● **TASK BRIEF**
Search the data for the string "become", and report each line where it is found.

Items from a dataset
--------------------

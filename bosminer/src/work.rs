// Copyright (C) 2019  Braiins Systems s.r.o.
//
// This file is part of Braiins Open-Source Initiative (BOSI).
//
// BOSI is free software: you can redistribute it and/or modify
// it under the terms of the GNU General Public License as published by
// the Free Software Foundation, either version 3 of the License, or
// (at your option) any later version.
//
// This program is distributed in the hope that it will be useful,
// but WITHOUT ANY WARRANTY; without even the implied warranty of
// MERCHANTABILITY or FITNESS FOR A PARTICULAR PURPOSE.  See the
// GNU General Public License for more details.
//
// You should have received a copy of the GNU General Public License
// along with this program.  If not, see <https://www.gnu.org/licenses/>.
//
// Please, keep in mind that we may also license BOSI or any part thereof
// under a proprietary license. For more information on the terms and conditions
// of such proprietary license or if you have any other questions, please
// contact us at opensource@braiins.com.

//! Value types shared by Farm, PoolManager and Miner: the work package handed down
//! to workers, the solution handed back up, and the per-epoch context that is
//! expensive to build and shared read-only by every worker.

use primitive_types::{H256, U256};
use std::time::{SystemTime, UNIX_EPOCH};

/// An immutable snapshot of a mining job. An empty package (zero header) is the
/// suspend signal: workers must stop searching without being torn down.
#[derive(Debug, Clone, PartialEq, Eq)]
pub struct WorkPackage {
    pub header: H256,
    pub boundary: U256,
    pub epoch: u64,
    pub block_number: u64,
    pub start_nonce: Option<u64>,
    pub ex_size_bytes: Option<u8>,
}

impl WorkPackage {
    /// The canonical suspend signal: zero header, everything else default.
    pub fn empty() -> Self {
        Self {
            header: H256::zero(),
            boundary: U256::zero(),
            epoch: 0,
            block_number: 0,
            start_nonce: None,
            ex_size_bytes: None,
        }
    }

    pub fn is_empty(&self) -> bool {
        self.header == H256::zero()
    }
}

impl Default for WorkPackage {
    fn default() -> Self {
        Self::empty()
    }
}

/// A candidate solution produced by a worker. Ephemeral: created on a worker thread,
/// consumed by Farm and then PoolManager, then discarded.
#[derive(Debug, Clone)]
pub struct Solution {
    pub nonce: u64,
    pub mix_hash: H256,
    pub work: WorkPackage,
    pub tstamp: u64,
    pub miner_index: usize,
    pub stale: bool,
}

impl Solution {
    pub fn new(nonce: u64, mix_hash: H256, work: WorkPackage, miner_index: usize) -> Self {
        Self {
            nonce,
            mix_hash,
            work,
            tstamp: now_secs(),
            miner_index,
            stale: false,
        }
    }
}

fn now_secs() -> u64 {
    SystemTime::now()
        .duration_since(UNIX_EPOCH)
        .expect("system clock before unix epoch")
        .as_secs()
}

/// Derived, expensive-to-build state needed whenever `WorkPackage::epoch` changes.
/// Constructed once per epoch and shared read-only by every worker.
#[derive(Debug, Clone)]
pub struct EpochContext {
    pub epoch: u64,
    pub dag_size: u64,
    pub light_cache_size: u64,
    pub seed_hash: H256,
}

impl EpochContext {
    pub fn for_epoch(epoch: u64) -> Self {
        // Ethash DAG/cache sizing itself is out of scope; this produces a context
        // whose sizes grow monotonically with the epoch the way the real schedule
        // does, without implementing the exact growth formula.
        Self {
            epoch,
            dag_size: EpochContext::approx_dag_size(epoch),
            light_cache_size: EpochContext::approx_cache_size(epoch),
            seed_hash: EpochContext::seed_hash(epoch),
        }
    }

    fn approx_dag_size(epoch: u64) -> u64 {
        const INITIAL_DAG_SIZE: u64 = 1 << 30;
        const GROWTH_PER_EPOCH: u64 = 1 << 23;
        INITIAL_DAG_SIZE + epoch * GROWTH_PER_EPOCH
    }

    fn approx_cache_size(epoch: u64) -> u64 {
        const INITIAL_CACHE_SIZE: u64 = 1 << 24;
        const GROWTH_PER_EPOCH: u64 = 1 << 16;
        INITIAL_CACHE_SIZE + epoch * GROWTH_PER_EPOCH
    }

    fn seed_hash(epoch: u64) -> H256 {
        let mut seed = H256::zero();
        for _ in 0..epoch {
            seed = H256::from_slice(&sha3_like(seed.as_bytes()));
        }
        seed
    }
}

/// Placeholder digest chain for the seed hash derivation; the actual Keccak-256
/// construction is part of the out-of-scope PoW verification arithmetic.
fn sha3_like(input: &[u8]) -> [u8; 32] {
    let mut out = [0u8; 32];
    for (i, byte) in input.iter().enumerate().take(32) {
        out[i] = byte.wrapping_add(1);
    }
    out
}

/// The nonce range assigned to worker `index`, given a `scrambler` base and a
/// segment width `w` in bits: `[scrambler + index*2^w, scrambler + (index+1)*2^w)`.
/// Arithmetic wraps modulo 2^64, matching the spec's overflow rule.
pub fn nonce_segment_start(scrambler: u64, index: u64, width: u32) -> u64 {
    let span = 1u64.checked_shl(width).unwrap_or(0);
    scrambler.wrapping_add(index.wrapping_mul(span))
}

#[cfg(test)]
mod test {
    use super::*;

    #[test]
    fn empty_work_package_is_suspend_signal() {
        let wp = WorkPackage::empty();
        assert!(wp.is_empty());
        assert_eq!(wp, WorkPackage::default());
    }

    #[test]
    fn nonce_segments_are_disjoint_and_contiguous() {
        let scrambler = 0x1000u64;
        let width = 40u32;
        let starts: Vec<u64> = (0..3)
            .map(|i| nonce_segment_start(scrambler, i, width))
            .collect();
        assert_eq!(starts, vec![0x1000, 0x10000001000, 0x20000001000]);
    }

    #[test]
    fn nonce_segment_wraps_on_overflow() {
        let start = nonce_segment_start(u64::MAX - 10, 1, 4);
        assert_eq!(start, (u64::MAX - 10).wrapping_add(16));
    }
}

--------------------

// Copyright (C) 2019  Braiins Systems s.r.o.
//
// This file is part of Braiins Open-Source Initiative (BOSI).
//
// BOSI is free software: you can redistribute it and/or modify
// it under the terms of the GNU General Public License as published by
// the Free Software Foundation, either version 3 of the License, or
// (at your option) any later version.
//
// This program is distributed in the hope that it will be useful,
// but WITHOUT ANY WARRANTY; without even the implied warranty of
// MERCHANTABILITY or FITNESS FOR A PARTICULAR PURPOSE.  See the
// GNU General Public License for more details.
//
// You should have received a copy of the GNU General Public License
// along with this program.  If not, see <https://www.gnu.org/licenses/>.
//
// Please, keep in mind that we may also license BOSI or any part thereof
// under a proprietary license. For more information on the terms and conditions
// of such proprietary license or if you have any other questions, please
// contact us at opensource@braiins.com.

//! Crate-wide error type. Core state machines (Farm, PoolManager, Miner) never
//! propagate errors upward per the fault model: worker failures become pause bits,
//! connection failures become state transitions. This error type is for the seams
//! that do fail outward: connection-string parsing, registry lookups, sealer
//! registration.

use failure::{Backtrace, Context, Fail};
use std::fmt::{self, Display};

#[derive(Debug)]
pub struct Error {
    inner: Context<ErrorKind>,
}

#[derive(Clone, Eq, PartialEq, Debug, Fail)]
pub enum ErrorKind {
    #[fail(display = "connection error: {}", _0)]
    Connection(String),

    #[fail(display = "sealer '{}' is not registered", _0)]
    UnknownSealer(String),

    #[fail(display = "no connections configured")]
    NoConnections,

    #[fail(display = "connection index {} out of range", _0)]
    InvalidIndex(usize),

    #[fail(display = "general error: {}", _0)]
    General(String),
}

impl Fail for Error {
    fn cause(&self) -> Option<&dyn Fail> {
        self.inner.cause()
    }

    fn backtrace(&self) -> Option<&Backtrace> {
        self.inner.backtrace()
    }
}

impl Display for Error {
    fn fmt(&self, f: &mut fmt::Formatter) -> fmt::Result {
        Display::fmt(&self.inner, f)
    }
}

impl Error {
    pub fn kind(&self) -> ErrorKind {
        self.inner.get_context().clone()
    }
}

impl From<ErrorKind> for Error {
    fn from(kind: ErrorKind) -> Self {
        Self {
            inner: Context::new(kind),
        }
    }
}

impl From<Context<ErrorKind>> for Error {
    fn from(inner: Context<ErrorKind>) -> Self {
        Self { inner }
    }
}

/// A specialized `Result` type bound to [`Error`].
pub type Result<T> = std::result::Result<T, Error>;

--------------------

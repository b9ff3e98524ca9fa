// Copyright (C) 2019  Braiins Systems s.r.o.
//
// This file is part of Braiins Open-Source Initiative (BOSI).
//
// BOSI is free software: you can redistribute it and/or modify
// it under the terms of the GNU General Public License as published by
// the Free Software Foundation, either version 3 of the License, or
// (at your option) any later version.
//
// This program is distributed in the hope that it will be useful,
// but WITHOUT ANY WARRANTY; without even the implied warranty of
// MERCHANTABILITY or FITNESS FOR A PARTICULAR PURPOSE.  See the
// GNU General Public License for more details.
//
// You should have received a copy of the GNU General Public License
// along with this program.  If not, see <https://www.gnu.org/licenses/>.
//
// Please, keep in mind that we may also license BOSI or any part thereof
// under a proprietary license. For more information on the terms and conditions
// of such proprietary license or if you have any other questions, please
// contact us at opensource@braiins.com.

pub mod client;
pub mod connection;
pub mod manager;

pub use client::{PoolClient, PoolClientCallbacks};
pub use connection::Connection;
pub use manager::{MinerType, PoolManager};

--------------------

● **EXERCISE SOLUTION**
//! propagate errors upward per the fault model: worker failures become pause bits,
//! connection failures become state transitions. This error type is for the seams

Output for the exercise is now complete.